Jean-Marie Le Pen n'est pas Charlie.

Il n'en démord pas. Plus d'une semaine après l'attentat qui a décimé la rédaction du journal satirique Charlie Hebdo, Jean-Marie Le Pen n'est toujours "pas Charlie". Le fondateur du Front national s'était déjà désolidarisé du journal dans les médias français au lendemain de l'attaque terroriste qui a coûté la vie à 12 personnes. Il persiste et signe aujourd'hui dans une interview donnée à Paris à un groupe de presse russe, Komsomolskaya Pravda ("La vérité du Komsomol"), qui possède le quotidien papier le plus lu en Russie, un site internet, une chaîne de radio et de télévision. Un média dont l'impartialité n'est pas la première caractéristique.
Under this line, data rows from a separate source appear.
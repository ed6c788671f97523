// SPDX-License-Identifier: MIT

use crate::errors::*;
use crate::geometry::DiskGeometry;
use crate::planner::{Placement, compute_boundary};
use crate::table::{PartitionEntry, PartitionTable};

/// Position of the config-drive among the transplanted partitions.
#[derive(Debug, Clone, Copy, PartialEq, Eq)]
pub enum DriveOrder {
    /// Drive in slot 1, source partitions packed right after it.
    First,
    /// Source partitions packed from `base_sector`, drive appended last.
    Last { base_sector: u64 },
}

#[derive(Debug, Clone, Copy, PartialEq, Eq)]
pub struct TransplantOptions {
    pub order: DriveOrder,
    pub placement: Placement,
}

/// One source partition and where it lands on the destination.
#[derive(Debug, Clone, Copy, PartialEq, Eq)]
pub struct PartitionMove {
    pub source: PartitionEntry,
    /// 1-based slot in the source table.
    pub source_slot: usize,
    /// 1-based slot in the destination table.
    pub dest_slot: usize,
}

#[derive(Debug, Clone, PartialEq, Eq)]
pub struct Transplant {
    pub table: PartitionTable,
    pub moves: Vec<PartitionMove>,
    pub drive_slot: usize,
}

impl Transplant {
    #[inline]
    pub fn drive(&self) -> PartResult<&PartitionEntry> {
        self.table.slot(self.drive_slot)
    }
}

/// Lays the non-empty partitions of `source` out on a disk of geometry
/// `dest` and adds a `drive_bytes` config-drive partition.
pub fn transplant(
    source: &PartitionTable,
    dest: &DiskGeometry,
    drive_bytes: u64,
    options: TransplantOptions,
) -> PartResult<Transplant> {
    let src_geometry = source.geometry();
    if src_geometry.logical_sector_size != dest.logical_sector_size {
        return Err(PartError::geometry(
            "Source and destination logical sector sizes differ",
            src_geometry.logical_sector_size,
            dest.logical_sector_size,
        ));
    }

    let retained: Vec<(usize, PartitionEntry)> =
        source.non_empty().map(|(slot, e)| (slot, *e)).collect();
    log::debug!(
        "Transplanting {} partition(s) onto {dest} ({:?}, {})",
        retained.len(),
        options.order,
        options.placement
    );

    let mut table = PartitionTable::new(*dest);
    let mut moves = Vec::with_capacity(retained.len());

    let drive_slot = match options.order {
        DriveOrder::First => {
            if !matches!(options.placement, Placement::FixedOffset(_)) {
                return Err(PartError::Invalid(
                    "Drive-first order needs a fixed drive offset",
                ));
            }
            let pending: Vec<PartitionEntry> = retained.iter().map(|(_, e)| *e).collect();
            let existing = PartitionTable::from_entries(*dest, &pending)?;
            let drive = compute_boundary(dest, &existing, drive_bytes, options.placement)?;
            let drive_slot = table.push(drive)?;
            place_after(&mut table, &mut moves, &retained, drive.end_sector())?;
            drive_slot
        }
        DriveOrder::Last { base_sector } => {
            place_after(&mut table, &mut moves, &retained, base_sector)?;
            let drive = compute_boundary(dest, &table, drive_bytes, options.placement)?;
            table.push(drive)?
        }
    };

    Ok(Transplant {
        table,
        moves,
        drive_slot,
    })
}

/// Packs `retained` back to back from `cursor`, sizes and flags unchanged.
fn place_after(
    table: &mut PartitionTable,
    moves: &mut Vec<PartitionMove>,
    retained: &[(usize, PartitionEntry)],
    mut cursor: u64,
) -> PartResult<()> {
    let total = table.geometry().total_sectors;
    for (source_slot, entry) in retained {
        let placed = entry.rebased(cursor);
        if placed.end_sector() > total {
            return Err(PartError::geometry(
                "Transplanted partition ends past the end of the disk",
                placed.end_sector(),
                total,
            ));
        }
        let dest_slot = table.push(placed)?;
        log::debug!(
            "Partition {source_slot} ({}) {} -> slot {dest_slot} at {}",
            entry.kind,
            entry.start_sector,
            placed.start_sector
        );
        moves.push(PartitionMove {
            source: *entry,
            source_slot: *source_slot,
            dest_slot,
        });
        cursor = placed.end_sector();
    }
    Ok(())
}

#[cfg(test)]
mod tests {
    use super::*;
    use crate::kinds::PartitionKind;

    const MB: u64 = 1024 * 1024;

    fn geometry(bytes: u64) -> DiskGeometry {
        DiskGeometry::from_len(bytes, 512, 512).unwrap()
    }

    fn source(entries: &[PartitionEntry]) -> PartitionTable {
        PartitionTable::from_entries(geometry(8 * MB), entries).unwrap()
    }

    fn linux(start: u64, count: u64) -> PartitionEntry {
        PartitionEntry::new(PartitionKind::Linux, start, count)
    }

    #[test]
    fn drive_first_packs_sources_after_drive() {
        let src = source(&[linux(63, 100), PartitionEntry::EMPTY, linux(500, 200)]);
        let t = transplant(
            &src,
            &geometry(64 * MB),
            50 * 512,
            TransplantOptions {
                order: DriveOrder::First,
                placement: Placement::FixedOffset(2048),
            },
        )
        .unwrap();

        let layout: Vec<(u64, u64)> = t
            .table
            .non_empty()
            .map(|(_, e)| (e.start_sector, e.sector_count))
            .collect();
        assert_eq!(layout, vec![(2048, 50), (2098, 100), (2198, 200)]);
        assert_eq!(t.drive_slot, 1);
        assert_eq!(t.drive().unwrap().kind, PartitionKind::Linux);

        let slots: Vec<(usize, usize)> =
            t.moves.iter().map(|m| (m.source_slot, m.dest_slot)).collect();
        assert_eq!(slots, vec![(1, 2), (3, 3)]);
    }

    #[test]
    fn drive_last_trailing() {
        let boot = PartitionEntry::new(PartitionKind::Fat32Lba, 2048, 4096).bootable(true);
        let src = source(&[boot, linux(6144, 8192)]);
        let dest = geometry(64 * MB);
        let t = transplant(
            &src,
            &dest,
            MB,
            TransplantOptions {
                order: DriveOrder::Last { base_sector: 2048 },
                placement: Placement::Trailing,
            },
        )
        .unwrap();

        assert_eq!(t.drive_slot, 3);
        let drive = t.drive().unwrap();
        assert_eq!(drive.end_sector(), dest.total_sectors);
        assert_eq!(drive.sector_count, 2048);

        let first = t.table.slot(1).unwrap();
        assert_eq!(*first, boot);
        let second = t.table.slot(2).unwrap();
        assert_eq!((second.start_sector, second.sector_count), (6144, 8192));
        t.table.validate().unwrap();
    }

    #[test]
    fn empty_slots_are_dropped() {
        let src = source(&[
            PartitionEntry::EMPTY,
            linux(100, 10),
            PartitionEntry::EMPTY,
            linux(200, 10),
        ]);
        let t = transplant(
            &src,
            &geometry(16 * MB),
            MB,
            TransplantOptions {
                order: DriveOrder::Last { base_sector: 2048 },
                placement: Placement::Trailing,
            },
        )
        .unwrap();
        assert_eq!(t.table.non_empty_count(), 3);
        assert_eq!(t.moves.len(), 2);
    }

    #[test]
    fn four_sources_exceed_capacity() {
        let src = source(&[linux(100, 10), linux(200, 10), linux(300, 10), linux(400, 10)]);
        let before = src.clone();
        for order in [DriveOrder::First, DriveOrder::Last { base_sector: 2048 }] {
            let res = transplant(
                &src,
                &geometry(16 * MB),
                MB,
                TransplantOptions {
                    order,
                    placement: Placement::FixedOffset(4096),
                },
            );
            assert!(matches!(res, Err(PartError::CapacityExceeded { .. })));
        }
        assert_eq!(src, before);
    }

    #[test]
    fn drive_first_requires_fixed_offset() {
        let src = source(&[linux(100, 10)]);
        let res = transplant(
            &src,
            &geometry(16 * MB),
            MB,
            TransplantOptions {
                order: DriveOrder::First,
                placement: Placement::Trailing,
            },
        );
        assert!(matches!(res, Err(PartError::Invalid(_))));
    }

    #[test]
    fn sector_size_mismatch() {
        let src = source(&[linux(100, 10)]);
        let dest = DiskGeometry::from_len(64 * MB, 4096, 4096).unwrap();
        let res = transplant(
            &src,
            &dest,
            MB,
            TransplantOptions {
                order: DriveOrder::Last { base_sector: 256 },
                placement: Placement::Trailing,
            },
        );
        assert!(matches!(res, Err(PartError::GeometryInvalid { .. })));
    }

    #[test]
    fn source_larger_than_destination() {
        let src = source(&[linux(2048, 10_000)]);
        let res = transplant(
            &src,
            &geometry(4 * MB),
            MB,
            TransplantOptions {
                order: DriveOrder::Last { base_sector: 2048 },
                placement: Placement::Trailing,
            },
        );
        assert!(matches!(res, Err(PartError::GeometryInvalid { .. })));
    }
}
En 2014, en pleine crise russo-ukrainienne, le rédacteur en chef du quotidien, Vladimir Sungorkine, avait par exemple publiquement déclaré qu'il ne donnerait pas de tribune aux opposants de Ianoukovitch, car il fallait "défendre les intérêts de la Russie". "Les autorités françaises ont laissé faire"Dans cette interview, Jean-Marie Le Pen rappelle que la "petite gazette d'anarchistes" qu'est Charlie Hebdo était un "ennemi direct du Front national", qui a rassemblé des signatures pour fermer son parti (le journal avait lancé une pétition en 1996 pour faire interdire le parti des Le Pen, NDLR). Et explique que son parti n'a pas été invité à la marche républicaine de dimanche, car il est le "seul à défendre l'idée nationale". Selon le député européen, son parti aurait...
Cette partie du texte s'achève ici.